A veces duele te dirán. A veces quien más te quiere te hará sufrir te dirán… A veces decimos de más sin escuchar lo que cuentan los ojos. El amor duele cuando falta, cuando perece, cuando uno/a ya no siente lo mismo. Duele al que sueltan para poder partir y duele al que dejó porque ya no siente que sea su hogar entre unas manos.

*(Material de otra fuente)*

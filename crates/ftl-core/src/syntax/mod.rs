// Copyright 2026 James Casey
// SPDX-License-Identifier: Apache-2.0

//! Parsing infrastructure for FTL source.
//!
//! The entry point is [`parse`], which consumes raw bytes and always
//! produces a [`Resource`](crate::ast::Resource):
//!
//! ```
//! use ftl_core::syntax::parse;
//!
//! let (resource, errors) = parse(b"hello = Hello, world!\n");
//! assert!(errors.is_none());
//! assert_eq!(resource.body.len(), 1);
//! ```
//!
//! # Error Handling
//!
//! The parser uses entry-level error recovery: an error anywhere inside an
//! entry drops that entry, records a [`ParseError`], emits a
//! [`Junk`](crate::ast::Junk) node holding the verbatim source slice, and
//! resumes at the next entry boundary. Errors never abort the parse; when
//! any occurred they are returned together as [`ParseErrors`], ordered by
//! byte position.

mod error;
mod parser;


pub use error::{ParseError, ParseErrors};
pub use parser::parse;
/// A named translation unit.
///
/// At least one of `value` and a non-empty `attributes` is always present;
/// the parser rejects messages with neither.
#[derive(Debug, Clone, PartialEq, Eq)]
pub struct Message {
    pub id: Identifier,
    /// The message pattern, absent for attribute-only messages.
    pub value: Option<Pattern>,
    pub attributes: Vec<Attribute>,
    /// A level-1 comment attached from the line(s) immediately above.
    pub comment: Option<Comment>,
}

/// A term: a translation unit referenced from other patterns, written with
/// a leading `-` in source (the stored name excludes it).
///
/// Unlike messages, terms always have a value pattern.
#[derive(Debug, Clone, PartialEq, Eq)]
pub struct Term {
    pub id: Identifier,
    pub value: Pattern,
    pub attributes: Vec<Attribute>,
    /// A level-1 comment attached from the line(s) immediately above.
    pub comment: Option<Comment>,
}

/// A level-1 comment (`#`).
#[derive(Debug, Clone, PartialEq, Eq)]
pub struct Comment {
    /// Comment text with the markers stripped; lines joined with `\n`.
    pub content: EcoString,
}

/// A level-2 group comment (`##`).
#[derive(Debug, Clone, PartialEq, Eq)]
pub struct GroupComment {
    pub content: EcoString,
}

/// A level-3 resource comment (`###`).
#[derive(Debug, Clone, PartialEq, Eq)]
pub struct ResourceComment {
    pub content: EcoString,
}

/// An unparseable region of source, preserved verbatim.
#[derive(Debug, Clone, PartialEq, Eq)]
pub struct Junk {
    /// The raw source slice from the failed entry's start to the next
    /// entry boundary.
    pub content: EcoString,
    /// Reserved; always empty today.
    pub annotations: Vec<Annotation>,
}

impl Junk {
    /// Creates a junk entry with no annotations.
    #[must_use]
    pub fn new(content: impl Into<EcoString>) -> Self {
        Self {
            content: content.into(),
            annotations: Vec::new(),
        }
    }
}

/// A structured note attached to [`Junk`]. Reserved for future
/// diagnostics-in-tree support; never produced by the current parser.
#[derive(Debug, Clone, PartialEq, Eq)]
pub struct Annotation;

/// An attribute of a [`Message`] or [`Term`]: `.id = value`.
#[derive(Debug, Clone, PartialEq, Eq)]
pub struct Attribute {
    pub id: Identifier,
    pub value: Pattern,
}

/// An identifier: `[A-Za-z][A-Za-z0-9_-]*`.
#[derive(Debug, Clone, PartialEq, Eq)]
pub struct Identifier {
    pub name: EcoString,
}

impl Identifier {
    #[must_use]
    pub fn new(name: impl Into<EcoString>) -> Self {
        Self { name: name.into() }
    }
}

/// The value of a message, term, attribute, or variant: literal text
/// interleaved with placeables.
#[derive(Debug, Clone, PartialEq, Eq, Default)]
pub struct Pattern {
    pub elements: Vec<PatternElement>,
}

/// One element of a [`Pattern`].
#[derive(Debug, Clone, PartialEq, Eq)]
pub enum PatternElement {
    Text(TextElement),
    Placeable(Placeable),
}

/// A run of literal text. Multi-line runs are stored dedented, with lines
/// joined by `\n`.
#[derive(Debug, Clone, PartialEq, Eq)]
pub struct TextElement {
    pub value: EcoString,
}

impl TextElement {
    #[must_use]
    pub fn new(value: impl Into<EcoString>) -> Self {
        Self {
            value: value.into(),
        }
    }
}

/// A `{ ... }` expression embedded in a pattern.
///
/// A placeable is both a pattern element and, when nested inside another
/// expression, an inline expression; the same node serves both positions.
#[derive(Debug, Clone, PartialEq, Eq)]
pub struct Placeable {
    pub expression: Box<Expression>,
}

impl Placeable {
    #[must_use]
    pub fn new(expression: Expression) -> Self {
        Self {
            expression: Box::new(expression),
        }
    }
}

/// Any expression valid inside a placeable: an inline expression or a
/// select expression.
#[derive(Debug, Clone, PartialEq, Eq)]
pub enum Expression {
    Inline(InlineExpression),
    Select(SelectExpression),
}

/// An expression valid in argument and selector positions.
#[derive(Debug, Clone, PartialEq, Eq)]
pub enum InlineExpression {
    StringLiteral(StringLiteral),
    NumberLiteral(NumberLiteral),
    FunctionReference(FunctionReference),
    MessageReference(MessageReference),
    TermReference(TermReference),
    VariableReference(VariableReference),
    Placeable(Placeable),
}

/// A quoted string literal.
///
/// `value` holds the raw text between the quotes: escape sequences are
/// validated during parsing but preserved verbatim, not decoded.
#[derive(Debug, Clone, PartialEq, Eq)]
pub struct StringLiteral {
    pub value: EcoString,
}

/// A decimal number literal, preserved as source text
/// (optional `-`, digits, optional `.` and fraction digits).
#[derive(Debug, Clone, PartialEq, Eq)]
pub struct NumberLiteral {
    pub value: EcoString,
}

/// A call to a built-in formatting function: `NAME(...)`.
///
/// Callee names are restricted to `[A-Z][A-Z0-9_-]*`.
#[derive(Debug, Clone, PartialEq, Eq)]
pub struct FunctionReference {
    pub id: Identifier,
    pub arguments: CallArguments,
}

/// A reference to another message, optionally to one of its attributes:
/// `id` or `id.attribute`.
#[derive(Debug, Clone, PartialEq, Eq)]
pub struct MessageReference {
    pub id: Identifier,
    pub attribute: Option<Identifier>,
}

/// A reference to a term: `-id`, optionally with an attribute and/or
/// call arguments for parameterized terms.
#[derive(Debug, Clone, PartialEq, Eq)]
pub struct TermReference {
    pub id: Identifier,
    pub attribute: Option<Identifier>,
    pub arguments: Option<CallArguments>,
}

/// A reference to an externally provided variable: `$id`.
#[derive(Debug, Clone, PartialEq, Eq)]
pub struct VariableReference {
    pub id: Identifier,
}

/// A branching expression: a selector and one or more keyed variants,
/// exactly one of which is the default.
#[derive(Debug, Clone, PartialEq, Eq)]
pub struct SelectExpression {
    pub selector: InlineExpression,
    pub variants: Vec<Variant>,
}

/// One arm of a [`SelectExpression`].
#[derive(Debug, Clone, PartialEq, Eq)]
pub struct Variant {
    pub key: VariantKey,
    pub value: Pattern,
    /// Marked with `*` in source.
    pub default: bool,
}

/// A variant key: an identifier or a number literal.
#[derive(Debug, Clone, PartialEq, Eq)]
pub enum VariantKey {
    Identifier(Identifier),
    NumberLiteral(NumberLiteral),
}

/// Arguments of a function or term call. Positional arguments always
/// precede named ones, and named-argument names are pairwise distinct.
#[derive(Debug, Clone, PartialEq, Eq, Default)]
pub struct CallArguments {
    pub positional: Vec<InlineExpression>,
    pub named: Vec<NamedArgument>,
}

/// A `name: value` argument. Values are restricted to literals.
#[derive(Debug, Clone, PartialEq, Eq)]
pub struct NamedArgument {
    pub name: Identifier,
    pub value: Literal,
}

/// A literal value: the only forms allowed as named-argument values.
#[derive(Debug, Clone, PartialEq, Eq)]
pub enum Literal {
    String(StringLiteral),
    Number(NumberLiteral),
}

// ============================================================================
// Canonical serialization
//
// Hand-written impls so that every node emits its `type` tag as the first
// field, sequences are always present, and absent options serialize as
// null. Sum types serialize transparently as their payload node.
// ============================================================================

impl Serialize for Resource {
    fn serialize<S: Serializer>(&self, serializer: S) -> Result<S::Ok, S::Error> {
        let mut node = serializer.serialize_struct("Resource", 2)?;
        node.serialize_field("type", "Resource")?;
        node.serialize_field("body", &self.body)?;
        node.end()
    }
}
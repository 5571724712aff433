use crate::prelude::*;
use itertools::Itertools;
use process_hierarchy::{ProcessRecord, RawProcessRecord};
use sysinfo::{ProcessRefreshKind, RefreshKind, System, UpdateKind};

pub(super) fn snapshot() -> Result<Vec<RawProcessRecord>> {
    let system = System::new_with_specifics(
        RefreshKind::nothing()
            .with_processes(ProcessRefreshKind::nothing().with_exe(UpdateKind::OnlyIfNotSet)),
    );
    if system.processes().is_empty() {
        bail!("sysinfo could not list any process on this system");
    }

    // Sibling order follows record order, so keep it stable like ps does
    let records = system
        .processes()
        .values()
        .filter(|process| process.thread_kind().is_none())
        .map(|process| {
            let command = match process.exe() {
                Some(exe) => exe.to_string_lossy().into_owned(),
                None => process.name().to_string_lossy().into_owned(),
            };
            let parent_pid = process.parent().map_or(0, |parent| parent.as_u32());
            ProcessRecord::new(
                parent_pid as libc::pid_t,
                process.pid().as_u32() as libc::pid_t,
                command,
            )
        })
        .sorted_by_key(|record| record.pid)
        .map(RawProcessRecord::from)
        .collect();

    Ok(records)
}
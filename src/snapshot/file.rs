use std::{fs, io, path::Path};

use crate::prelude::*;
use process_hierarchy::RawProcessRecord;

use super::parse_ps_listing;

pub(super) fn read_listing(path: &Path) -> Result<Vec<RawProcessRecord>> {
    let listing = fs::read_to_string(path)
        .with_context(|| format!("Failed to read process listing at {}", path.display()))?;
    Ok(parse_ps_listing(&listing))
}

pub(super) fn read_stdin_listing() -> Result<Vec<RawProcessRecord>> {
    let listing = io::read_to_string(io::stdin()).context("Failed to read process listing")?;
    Ok(parse_ps_listing(&listing))
}

#[cfg(test)]
mod tests {
    use super::*;

    #[test]
    fn test_read_listing() {
        let dir = tempfile::tempdir().unwrap();
        let path = dir.path().join("ps.txt");
        fs::write(&path, "PPID PID COMMAND\n0 1 init\n1 2 bash\n").unwrap();

        let records = read_listing(&path).unwrap();
        assert_eq!(records.len(), 2);
        assert_eq!(records[1].command, "bash");
    }

    #[test]
    fn test_read_missing_listing() {
        let dir = tempfile::tempdir().unwrap();
        let err = read_listing(&dir.path().join("nope.txt")).unwrap_err();
        assert!(err.to_string().starts_with("Failed to read process listing"));
    }
}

Nuestro yo verdadero enamora, aunque en ocasiones lo transformemos tanto por complacer que ni siquiera nos reconozcamos. Una ruptura emocional, del tipo que sea, es un duelo. Se abre una grieta que parece irreparable en nuestro corazón, esta tendrá que sanar y tomará su propio ritmo. Sentimos vacío, angustia y eso que no sabemos dónde duele y que a veces las abuelas y madres dicen que es el alma. Quizás nos convirtamos en lobos heridos que buscan soledad y refugio incluso allí donde solo se halló dolor, o en molinos de viento que están sin ser en mil lugares a la vez.
Sin embargo, con el tiempo aparece una sensación extraña, requiere de paciencia, fortaleza y redescubrimiento. Se trata de enamorarse de uno/a mismo/a… y es entonces cuando brotan cosas maravillosas: una relación especial y sana contigo que te permitirá compartir vida, amor e ilusión con aquella persona que elijas como compañero/a de vida, pero esta vez no por el miedo a estar sólo, sino por querer sumar y compartir lo que albergas en tu interior de forma auténtica. Amor con amor, sin depender, sin posesiones, acompañando sin invadir caminos.